Understanding the Language We Use
Before we dive deeper, let’s talk about terminology. You may be more familiar with the term Hormone Replacement Treatment (HRT). However, there is a move away from this term as your body does not need hormones to be replaced. Menopause is a natural process that reduces sex hormones, like oestrogen and progesterone, to stop reproduction abilities.
The term HRT stems from medicine that historically viewed menopause as a disease or a disorder rather than the natural aging process. Words matter, and I wholeheartedly encourage you to adopt this updated acronym, MHT.
Why the Push for “Natural”?
As someone who has worked in women’s health for many years, I’ve observed how the “natural birth” movement of the past 20-30 years has profoundly influenced women’s attitudes toward their health. The idea that birthing “naturally” – without pain medication or medical intervention – somehow makes for a better birth experience has permeated deeply into our collective consciousness.
In my personal experience and through working with women dealing with birth trauma, I’ve come to see how dangerous this mindset can be. It often leaves women feeling like failures when they need medical intervention or, worse, enduring unnecessary pain and trauma in pursuit of a “natural” ideal. I’m concerned that we’re now seeing this same potentially harmful thinking transfer to menopause care.

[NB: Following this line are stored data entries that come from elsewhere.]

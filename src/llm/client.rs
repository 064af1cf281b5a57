//! TextGenerator trait definition

use async_trait::async_trait;

use super::LlmError;

/// Opaque text-generation capability: prompt in, text out
///
/// Each call is independent; no conversation state is kept between calls.
/// Implementations make exactly one provider request per call.
#[async_trait]
pub trait TextGenerator: Send + Sync {
    /// Generate text for a single prompt
    async fn generate(&self, prompt: &str) -> Result<String, LlmError>;
}
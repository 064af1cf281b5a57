//! Domain types for the travel agent
//!
//! The conversation state threaded through every pipeline stage, plus the
//! reference data (destinations) and derived data (itinerary days) it holds.

mod destination;
mod itinerary;
mod preferences;
mod state;

pub use destination::{Coordinates, Destination};
pub use itinerary::Day;
pub use preferences::{PreferenceKey, Preferences};
pub use state::{ChatTurn, ConversationState, Speaker};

This “natural is better” attitude found particularly fertile ground in the aftermath of one of the most controversial and misunderstood studies in women’s health: the Women’s Health Initiative (WHI).
Understanding the WHI Controversy
The Women’s Health Initiative, launched in 1991, was meant to be groundbreaking research into preventing heart disease, breast cancer, and osteoporosis in postmenopausal women. However, when the study was dramatically halted in 2002, it sparked a medical controversy that continues to impact women’s healthcare decisions today.
The study’s premature termination and subsequent media coverage created widespread panic about hormone therapy. However, there were significant problems with both the study’s design and how its results were interpreted:
- The study primarily included women well past menopause (average age 63) rather than women actually transitioning through menopause
- It used only one type of hormone therapy (Prempro-conjugated equine oestrogens plus medroxyprogesterone acetate), yet the results were generalised to all hormone therapy
- Many participants had existing cardiovascular risk factors
- The media focused on relative rather than absolute risks, making the dangers appear much greater than they actually were
Subsequent reanalysis of the WHI data has shown that the timing of starting hormone therapy is crucial (the “timing hypothesis”), and women starting MHT closer to menopause have very different risk profiles. We also now know that different formulations and delivery methods of hormones have different risk profiles.
Despite this updated understanding, the damage was done. Many women and even some healthcare providers remain needlessly fearful of MHT, leading to a surge in interest in “natural” alternatives.